What is needed: Each record below has to be printed verbatim.

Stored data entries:
○ ○ ○

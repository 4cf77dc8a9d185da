//! Protocol client
//!
//! Issues one command at a time over the shared socket and returns its
//! correlated response. Notification records that arrive while a reply is
//! being collected are set aside and later handed to
//! [`QueryClient::next_notification`], so the streaming consumer sees every
//! push exactly once and in order.

use std::collections::{HashMap, VecDeque};
use std::time::Duration;

use tokio::sync::Mutex;
use tokio::time::Instant;
use tracing::{debug, trace, warn};

use crate::codec::{self, Command, Entity, Status};
use crate::error::{ClientQueryError, Result};
use crate::notify::NotifyKind;
use crate::transport::LineTransport;
use crate::types::{ChannelId, ClientId};

/// Default wait for a command's terminating status record
pub const DEFAULT_RESPONSE_TIMEOUT: Duration = Duration::from_secs(8);

/// Data records and the status that terminated them
#[derive(Debug, Clone, PartialEq, Eq)]
pub struct Response {
    pub records: Vec<String>,
    pub status: Status,
}

impl Response {
    /// Check if the command succeeded
    pub fn is_ok(&self) -> bool {
        self.status.is_ok()
    }

    /// Every entity of every data record
    pub fn entities(&self) -> impl Iterator<Item = Entity> + '_ {
        self.records.iter().flat_map(|r| codec::parse_record(r))
    }
}

/// Own identity as reported by `whoami`
#[derive(Debug, Clone, PartialEq, Eq)]
pub struct Identity {
    pub client_id: ClientId,
    pub channel_id: ChannelId,
}

#[derive(Debug)]
struct Inner {
    transport: LineTransport,
    /// Notifications read while waiting for a reply
    pending: VecDeque<String>,
}

/// ClientQuery protocol client
///
/// All socket access goes through one async mutex: a command's write and
/// the reads that collect its reply are never interleaved with another
/// command or with the notification reader.
#[derive(Debug)]
pub struct QueryClient {
    inner: Mutex<Inner>,
    response_timeout: Duration,
}

impl QueryClient {
    /// Wrap a connected transport
    pub fn new(transport: LineTransport, response_timeout: Duration) -> Self {
        Self {
            inner: Mutex::new(Inner {
                transport,
                pending: VecDeque::new(),
            }),
            response_timeout,
        }
    }

    /// Send one command and collect its response
    pub async fn execute(&self, command: &Command) -> Result<Response> {
        let mut inner = self.inner.lock().await;
        let Inner { transport, pending } = &mut *inner;

        trace!("-> {}", command);
        transport.write_line(&command.to_wire()).await?;

        let deadline = Instant::now() + self.response_timeout;
        let mut records = Vec::new();
        loop {
            let remaining = deadline.saturating_duration_since(Instant::now());
            if remaining.is_zero() {
                return Err(ClientQueryError::ResponseTimeout(command.to_string()));
            }
            let Some(line) = transport.read_line(remaining).await? else {
                continue;
            };

            if codec::is_notification(&line) {
                trace!("set aside: {}", line);
                pending.push_back(line);
                continue;
            }
            if let Some(status) = Status::parse(&line) {
                trace!("<- {} ({} records)", status, records.len());
                return Ok(Response { records, status });
            }
            records.push(line);
        }
    }

    /// Next notification record, or `None` if nothing arrived within `poll`
    ///
    /// Records set aside by [`execute`](Self::execute) are returned first.
    pub async fn next_notification(&self, poll: Duration) -> Result<Option<String>> {
        let mut inner = self.inner.lock().await;
        if let Some(line) = inner.pending.pop_front() {
            return Ok(Some(line));
        }
        inner.transport.read_line(poll).await
    }

    /// Authenticate with the client's API key
    pub async fn authenticate(&self, api_key: &str) -> Result<()> {
        let response = self
            .execute(&Command::new("auth").arg("apikey", api_key))
            .await?;
        if !response.is_ok() {
            return Err(ClientQueryError::AuthFailure(response.status.to_string()));
        }
        debug!("Authenticated");
        Ok(())
    }

    /// Register for every notification class in `kinds`
    pub async fn subscribe(&self, kinds: &[NotifyKind]) -> Result<()> {
        for kind in kinds {
            let command = Command::new("clientnotifyregister")
                .arg("schandlerid", "0")
                .arg("event", kind.as_str());
            let response = self.execute(&command).await?;
            if response.is_ok() {
                debug!("Subscribed to {}", kind.as_str());
            } else {
                warn!("Subscribing to {} failed: {}", kind.as_str(), response.status);
            }
        }
        Ok(())
    }

    /// Own client id and channel id
    pub async fn whoami(&self) -> Result<Identity> {
        let response = self.execute(&Command::new("whoami")).await?;
        if !response.is_ok() {
            debug!("whoami refused: {}", response.status);
            return Err(ClientQueryError::NotConnected);
        }
        let me = response
            .entities()
            .find(|e| e.contains("clid"))
            .ok_or_else(|| ClientQueryError::Protocol("whoami returned no clid".into()))?;

        let channel_id = ChannelId::from(me.value("cid"));
        if channel_id.is_empty() {
            return Err(ClientQueryError::NotConnected);
        }
        Ok(Identity {
            client_id: ClientId::from(me.value("clid")),
            channel_id,
        })
    }

    /// Every client on the server with voice, info and group fields
    pub async fn client_list(&self) -> Result<Vec<Entity>> {
        let command = Command::new("clientlist")
            .flag("voice")
            .flag("info")
            .flag("groups");
        let response = self.execute(&command).await?;
        if !response.is_ok() {
            return Err(ClientQueryError::Query {
                command: command.to_string(),
                status: response.status,
            });
        }
        let clients = response.entities().filter(|e| e.contains("clid")).collect();
        Ok(clients)
    }

    /// Details of one client, `None` if the client is unknown
    pub async fn client_info(&self, clid: &ClientId) -> Result<Option<Entity>> {
        let response = self
            .execute(&Command::new("clientinfo").arg("clid", clid.as_str()))
            .await?;
        let info = response.entities().find(|e| e.contains("client_nickname"));
        Ok(info)
    }

    /// Display name of a channel, empty if not found
    pub async fn channel_name(&self, cid: &ChannelId) -> Result<String> {
        let response = self.execute(&Command::new("channellist")).await?;
        let name = response
            .entities()
            .find(|e| e.get("cid") == Some(cid.as_str()))
            .map(|e| e.value("channel_name").to_string())
            .unwrap_or_default();
        Ok(name)
    }

    /// Display name of the server, empty if not reported
    pub async fn server_name(&self) -> Result<String> {
        let response = self.execute(&Command::new("serverinfo")).await?;
        let name = response
            .entities()
            .find_map(|e| e.get("virtualserver_name").map(str::to_string))
            .unwrap_or_default();
        Ok(name)
    }

    /// Channel group id to group name; empty on any failure
    pub async fn channel_groups(&self) -> HashMap<String, String> {
        let response = match self.execute(&Command::new("channelgrouplist")).await {
            Ok(response) => response,
            Err(e) => {
                warn!("channelgrouplist failed: {}", e);
                return HashMap::new();
            }
        };
        response
            .entities()
            .filter_map(|e| {
                let cgid = e.get("cgid").filter(|id| !id.is_empty())?;
                Some((cgid.to_string(), e.value("name").to_string()))
            })
            .collect()
    }

    /// Close the write half so the peer sees a clean disconnect
    pub async fn close(&self) {
        let mut inner = self.inner.lock().await;
        if let Err(e) = inner.transport.shutdown().await {
            trace!("shutdown: {}", e);
        }
    }
}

○ ○ ○

Answer to the exercise:
repository 4cf77dc8a9d185da
//! Protocol client
//!
//! Issues one command at a time over the shared socket and returns its
//! correlated response. Notification records that arrive while a reply is
//! being collected are set aside and later handed to
//! [`QueryClient::next_notification`], so the streaming consumer sees every
//! push exactly once and in order.

use std::collections::{HashMap, VecDeque};
use std::time::Duration;

use tokio::sync::Mutex;
use tokio::time::Instant;
use tracing::{debug, trace, warn};

use crate::codec::{self, Command, Entity, Status};
use crate::error::{ClientQueryError, Result};
use crate::notify::NotifyKind;
use crate::transport::LineTransport;
use crate::types::{ChannelId, ClientId};

/// Default wait for a command's terminating status record
pub const DEFAULT_RESPONSE_TIMEOUT: Duration = Duration::from_secs(8);

/// Data records and the status that terminated them
#[derive(Debug, Clone, PartialEq, Eq)]
pub struct Response {
    pub records: Vec<String>,
    pub status: Status,
}

impl Response {
    /// Check if the command succeeded
    pub fn is_ok(&self) -> bool {
        self.status.is_ok()
    }

    /// Every entity of every data record
    pub fn entities(&self) -> impl Iterator<Item = Entity> + '_ {
        self.records.iter().flat_map(|r| codec::parse_record(r))
    }
}

/// Own identity as reported by `whoami`
#[derive(Debug, Clone, PartialEq, Eq)]
pub struct Identity {
    pub client_id: ClientId,
    pub channel_id: ChannelId,
}

#[derive(Debug)]
struct Inner {
    transport: LineTransport,
    /// Notifications read while waiting for a reply
    pending: VecDeque<String>,
}

/// ClientQuery protocol client
///
/// All socket access goes through one async mutex: a command's write and
/// the reads that collect its reply are never interleaved with another
/// command or with the notification reader.
#[derive(Debug)]
pub struct QueryClient {
    inner: Mutex<Inner>,
    response_timeout: Duration,
}

impl QueryClient {
    /// Wrap a connected transport
    pub fn new(transport: LineTransport, response_timeout: Duration) -> Self {
        Self {
            inner: Mutex::new(Inner {
                transport,
                pending: VecDeque::new(),
            }),
            response_timeout,
        }
    }

    /// Send one command and collect its response
    pub async fn execute(&self, command: &Command) -> Result<Response> {
        let mut inner = self.inner.lock().await;
        let Inner { transport, pending } = &mut *inner;

        trace!("-> {}", command);
        transport.write_line(&command.to_wire()).await?;

        let deadline = Instant::now() + self.response_timeout;
        let mut records = Vec::new();
        loop {
            let remaining = deadline.saturating_duration_since(Instant::now());
            if remaining.is_zero() {
                return Err(ClientQueryError::ResponseTimeout(command.to_string()));
            }
            let Some(line) = transport.read_line(remaining).await? else {
                continue;
            };

            if codec::is_notification(&line) {
                trace!("set aside: {}", line);
                pending.push_back(line);
                continue;
            }
            if let Some(status) = Status::parse(&line) {
                trace!("<- {} ({} records)", status, records.len());
                return Ok(Response { records, status });
            }
            records.push(line);
        }
    }

    /// Next notification record, or `None` if nothing arrived within `poll`
    ///
    /// Records set aside by [`execute`](Self::execute) are returned first.
    pub async fn next_notification(&self, poll: Duration) -> Result<Option<String>> {
        let mut inner = self.inner.lock().await;
        if let Some(line) = inner.pending.pop_front() {
            return Ok(Some(line));
        }
        inner.transport.read_line(poll).await
    }

    /// Authenticate with the client's API key
    pub async fn authenticate(&self, api_key: &str) -> Result<()> {
        let response = self
            .execute(&Command::new("auth").arg("apikey", api_key))
            .await?;
        if !response.is_ok() {
            return Err(ClientQueryError::AuthFailure(response.status.to_string()));
        }
        debug!("Authenticated");
        Ok(())
    }

    /// Register for every notification class in `kinds`
    pub async fn subscribe(&self, kinds: &[NotifyKind]) -> Result<()> {
        for kind in kinds {
            let command = Command::new("clientnotifyregister")
                .arg("schandlerid", "0")
                .arg("event", kind.as_str());
            let response = self.execute(&command).await?;
            if response.is_ok() {
                debug!("Subscribed to {}", kind.as_str());
            } else {
                warn!("Subscribing to {} failed: {}", kind.as_str(), response.status);
            }
        }
        Ok(())
    }

    /// Own client id and channel id
    pub async fn whoami(&self) -> Result<Identity> {
        let response = self.execute(&Command::new("whoami")).await?;
        if !response.is_ok() {
            debug!("whoami refused: {}", response.status);
            return Err(ClientQueryError::NotConnected);
        }
        let me = response
            .entities()
            .find(|e| e.contains("clid"))
            .ok_or_else(|| ClientQueryError::Protocol("whoami returned no clid".into()))?;

        let channel_id = ChannelId::from(me.value("cid"));
        if channel_id.is_empty() {
            return Err(ClientQueryError::NotConnected);
        }
        Ok(Identity {
            client_id: ClientId::from(me.value("clid")),
            channel_id,
        })
    }

    /// Every client on the server with voice, info and group fields
    pub async fn client_list(&self) -> Result<Vec<Entity>> {
        let command = Command::new("clientlist")
            .flag("voice")
            .flag("info")
            .flag("groups");
        let response = self.execute(&command).await?;
        if !response.is_ok() {
            return Err(ClientQueryError::Query {
                command: command.to_string(),
                status: response.status,
            });
        }
        let clients = response.entities().filter(|e| e.contains("clid")).collect();
        Ok(clients)
    }

    /// Details of one client, `None` if the client is unknown
    pub async fn client_info(&self, clid: &ClientId) -> Result<Option<Entity>> {
        let response = self
            .execute(&Command::new("clientinfo").arg("clid", clid.as_str()))
            .await?;
        let info = response.entities().find(|e| e.contains("client_nickname"));
        Ok(info)
    }

    /// Display name of a channel, empty if not found
    pub async fn channel_name(&self, cid: &ChannelId) -> Result<String> {
        let response = self.execute(&Command::new("channellist")).await?;
        let name = response
            .entities()
            .find(|e| e.get("cid") == Some(cid.as_str()))
            .map(|e| e.value("channel_name").to_string())
            .unwrap_or_default();
        Ok(name)
    }

    /// Display name of the server, empty if not reported
    pub async fn server_name(&self) -> Result<String> {
        let response = self.execute(&Command::new("serverinfo")).await?;
        let name = response
            .entities()
            .find_map(|e| e.get("virtualserver_name").map(str::to_string))
            .unwrap_or_default();
        Ok(name)
    }

    /// Channel group id to group name; empty on any failure
    pub async fn channel_groups(&self) -> HashMap<String, String> {
        let response = match self.execute(&Command::new("channelgrouplist")).await {
            Ok(response) => response,
            Err(e) => {
                warn!("channelgrouplist failed: {}", e);
                return HashMap::new();
            }
        };
        response
            .entities()
            .filter_map(|e| {
                let cgid = e.get("cgid").filter(|id| !id.is_empty())?;
                Some((cgid.to_string(), e.value("name").to_string()))
            })
            .collect()
    }

    /// Close the write half so the peer sees a clean disconnect
    pub async fn close(&self) {
        let mut inner = self.inner.lock().await;
        if let Err(e) = inner.transport.shutdown().await {
            trace!("shutdown: {}", e);
        }
    }
}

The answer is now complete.